▸ **What you need to do**
From the entries below, copy out every line with "WeatherClient" in it.

▸ **Supplied information**
┄┄┄┄┄┄┄┄┄┄
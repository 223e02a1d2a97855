//! Persisted user preferences on top of a small key-value boundary.

use std::{collections::HashMap, fs, io, path::PathBuf};

use parking_lot::Mutex;

use crate::{StoreError, model::UserPreferences};

/// Key under which the preferences document is kept.
pub const PREFERENCES_KEY: &str = "weather-app-preferences";

/// String values addressed by fixed keys.
pub trait KeyValueStore: Send + Sync {
    fn get(&self, key: &str) -> Result<Option<String>, StoreError>;
    fn set(&self, key: &str, value: &str) -> Result<(), StoreError>;
}

/// One `<key>.json` file per key under `dir`.
#[derive(Debug, Clone)]
pub struct FileStore {
    dir: PathBuf,
}

impl FileStore {
    pub fn new(dir: impl Into<PathBuf>) -> Self {
        Self { dir: dir.into() }
    }

    fn path_for(&self, key: &str) -> PathBuf {
        self.dir.join(format!("{key}.json"))
    }
}

impl KeyValueStore for FileStore {
    fn get(&self, key: &str) -> Result<Option<String>, StoreError> {
        match fs::read_to_string(self.path_for(key)) {
            Ok(contents) => Ok(Some(contents)),
            Err(e) if e.kind() == io::ErrorKind::NotFound => Ok(None),
            Err(e) => Err(e.into()),
        }
    }

    fn set(&self, key: &str, value: &str) -> Result<(), StoreError> {
        fs::create_dir_all(&self.dir)?;
        fs::write(self.path_for(key), value)?;
        Ok(())
    }
}

#[derive(Debug, Default)]
pub struct MemoryStore {
    entries: Mutex<HashMap<String, String>>,
}

impl MemoryStore {
    pub fn new() -> Self {
        Self::default()
    }
}

impl KeyValueStore for MemoryStore {
    fn get(&self, key: &str) -> Result<Option<String>, StoreError> {
        Ok(self.entries.lock().get(key).cloned())
    }

    fn set(&self, key: &str, value: &str) -> Result<(), StoreError> {
        self.entries
            .lock()
            .insert(key.to_string(), value.to_string());
        Ok(())
    }
}

/// Read-modify-write access to the [`UserPreferences`] document.
///
/// Reads never fail (defaults stand in for missing or corrupt data) and writes
/// are best-effort: failures are logged and otherwise ignored. Every mutation
/// rewrites the whole document.
#[derive(Debug)]
pub struct PreferenceStore<S> {
    backend: S,
}

impl<S: KeyValueStore> PreferenceStore<S> {
    pub fn new(backend: S) -> Self {
        Self { backend }
    }

    pub fn backend(&self) -> &S {
        &self.backend
    }

    pub fn get(&self) -> UserPreferences {
        let raw = match self.backend.get(PREFERENCES_KEY) {
            Ok(Some(raw)) => raw,
            Ok(None) => return UserPreferences::default(),
            Err(e) => {
                tracing::warn!(error = %e, "error reading preferences");
                return UserPreferences::default();
            }
        };

        match serde_json::from_str::<UserPreferences>(&raw) {
            Ok(mut prefs) => {
                prefs.dedup_favorites();
                prefs
            }
            Err(e) => {
                tracing::warn!(error = %e, "stored preferences are corrupt; using defaults");
                UserPreferences::default()
            }
        }
    }

    pub fn set(&self, prefs: &UserPreferences) {
        let result = serde_json::to_string(prefs)
            .map_err(StoreError::from)
            .and_then(|json| self.backend.set(PREFERENCES_KEY, &json));

        if let Err(e) = result {
            tracing::warn!(error = %e, "error saving preferences");
        }
    }

    fn update(&self, f: impl FnOnce(&mut UserPreferences)) -> UserPreferences {
        let mut prefs = self.get();
        f(&mut prefs);
        self.set(&prefs);
        prefs
    }

    pub fn toggle_unit(&self) -> UserPreferences {
        self.update(|p| p.unit = p.unit.toggled())
    }

    pub fn add_favorite(&self, name: &str) -> UserPreferences {
        self.update(|p| {
            if !p.is_favorite(name) {
                p.favorites.push(name.to_string());
            }
        })
    }

    pub fn remove_favorite(&self, name: &str) -> UserPreferences {
        self.update(|p| p.favorites.retain(|f| f != name))
    }

    /// Remove `name` if it is a favorite, add it otherwise.
    pub fn toggle_favorite(&self, name: &str) -> UserPreferences {
        self.update(|p| {
            if p.is_favorite(name) {
                p.favorites.retain(|f| f != name);
            } else {
                p.favorites.push(name.to_string());
            }
        })
    }

    pub fn set_last_searched(&self, name: &str) -> UserPreferences {
        self.update(|p| p.last_searched = name.to_string())
    }
}
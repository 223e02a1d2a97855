use anyhow::{Context, Result, anyhow};
use directories::ProjectDirs;
use serde::{Deserialize, Serialize};
use std::{
    fs,
    path::{Path, PathBuf},
    sync::Arc,
    time::Duration,
};

use crate::{
    client::{DEFAULT_FORECAST_DAYS, WeatherClient},
    geolocation::{self, GeolocationOptions, Geolocator, IpGeolocator, Unsupported},
    provider::{
        OpenWeatherProvider,
        openweather::{DEFAULT_GEO_URL, DEFAULT_WEATHER_URL},
    },
    store::FileStore,
};

/// Base URLs of the OpenWeather APIs.
#[derive(Debug, Clone, PartialEq, Eq, Serialize, Deserialize)]
#[serde(default)]
pub struct Endpoints {
    pub weather_url: String,
    pub geo_url: String,
}

impl Default for Endpoints {
    fn default() -> Self {
        Self {
            weather_url: DEFAULT_WEATHER_URL.to_string(),
            geo_url: DEFAULT_GEO_URL.to_string(),
        }
    }
}

/// Missing keys fall back to [`GeolocationOptions::default`].
#[derive(Debug, Clone, PartialEq, Eq, Serialize, Deserialize)]
#[serde(default)]
pub struct GeolocationConfig {
    pub enabled: bool,
    pub endpoint: String,
    pub timeout_ms: u64,
    pub maximum_age_ms: u64,
}

impl Default for GeolocationConfig {
    fn default() -> Self {
        let opts = GeolocationOptions::default();
        Self {
            enabled: true,
            endpoint: geolocation::DEFAULT_ENDPOINT.to_string(),
            timeout_ms: opts.timeout.as_millis() as u64,
            maximum_age_ms: opts.maximum_age.as_millis() as u64,
        }
    }
}

/// Top-level configuration stored on disk.
#[derive(Debug, Clone, Serialize, Deserialize)]
pub struct Config {
    /// OpenWeather API key.
    pub api_key: Option<String>,

    #[serde(default = "default_forecast_days")]
    pub forecast_days: usize,

    /// Example TOML:
    /// [endpoints]
    /// weather_url = "https://api.openweathermap.org/data/2.5"
    #[serde(default)]
    pub endpoints: Endpoints,

    #[serde(default)]
    pub geolocation: GeolocationConfig,
}

fn default_forecast_days() -> usize {
    DEFAULT_FORECAST_DAYS
}

impl Default for Config {
    fn default() -> Self {
        Self {
            api_key: None,
            forecast_days: DEFAULT_FORECAST_DAYS,
            endpoints: Endpoints::default(),
            geolocation: GeolocationConfig::default(),
        }
    }
}

impl Config {
    /// Return the API key, or an error with a hint on how to set one.
    pub fn api_key(&self) -> Result<&str> {
        self.api_key
            .as_deref()
            .filter(|k| !k.trim().is_empty())
            .ok_or_else(|| {
                anyhow!(
                    "No OpenWeather API key configured.\n\
                     Hint: run `skylook configure` and enter your API key."
                )
            })
    }

    pub fn set_api_key(&mut self, api_key: String) {
        self.api_key = Some(api_key.trim().to_string());
    }

    /// Load config from disk, or return defaults if it doesn't exist yet.
    pub fn load() -> Result<Self> {
        Self::load_from(&Self::config_file_path()?)
    }

    pub fn load_from(path: &Path) -> Result<Self> {
        if !path.exists() {
            // First run: no config file.
            return Ok(Self::default());
        }

        let contents = fs::read_to_string(path)
            .with_context(|| format!("Failed to read config file: {}", path.display()))?;

        let cfg: Config = toml::from_str(&contents)
            .with_context(|| format!("Failed to parse config file: {}", path.display()))?;

        Ok(cfg)
    }

    /// Save config to disk, creating parent directories as needed.
    pub fn save(&self) -> Result<()> {
        self.save_to(&Self::config_file_path()?)
    }

    pub fn save_to(&self, path: &Path) -> Result<()> {
        if let Some(parent) = path.parent() {
            fs::create_dir_all(parent).with_context(|| {
                format!("Failed to create config directory: {}", parent.display())
            })?;
        }

        let toml =
            toml::to_string_pretty(self).context("Failed to serialize configuration to TOML")?;

        fs::write(path, toml)
            .with_context(|| format!("Failed to write config file: {}", path.display()))?;

        Ok(())
    }

    fn project_dirs() -> Result<ProjectDirs> {
        ProjectDirs::from("dev", "skylook", "skylook")
            .ok_or_else(|| anyhow!("Could not determine platform config directory"))
    }

    /// Path to the config file.
    pub fn config_file_path() -> Result<PathBuf> {
        Ok(Self::project_dirs()?.config_dir().join("config.toml"))
    }

    /// Directory holding persisted preferences.
    pub fn data_dir() -> Result<PathBuf> {
        Ok(Self::project_dirs()?.data_dir().to_path_buf())
    }

    pub fn preference_backend() -> Result<FileStore> {
        Ok(FileStore::new(Self::data_dir()?))
    }

    /// Build the weather client from the configured key and endpoints.
    pub fn weather_client(&self) -> Result<WeatherClient> {
        let provider = OpenWeatherProvider::with_endpoints(
            self.api_key()?.to_owned(),
            &self.endpoints.weather_url,
            &self.endpoints.geo_url,
        );
        Ok(WeatherClient::new(Arc::new(provider)))
    }

    pub fn geolocator(&self) -> Box<dyn Geolocator> {
        let geo = &self.geolocation;
        if !geo.enabled {
            return Box::new(Unsupported);
        }

        let options = GeolocationOptions {
            timeout: Duration::from_millis(geo.timeout_ms),
            maximum_age: Duration::from_millis(geo.maximum_age_ms),
        };
        Box::new(IpGeolocator::new(&geo.endpoint, options))
    }
}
┄┄┄┄┄┄┄┄┄┄
▸ **Response to the task**
    client::{DEFAULT_FORECAST_DAYS, WeatherClient},
    pub fn weather_client(&self) -> Result<WeatherClient> {
        Ok(WeatherClient::new(Arc::new(provider)))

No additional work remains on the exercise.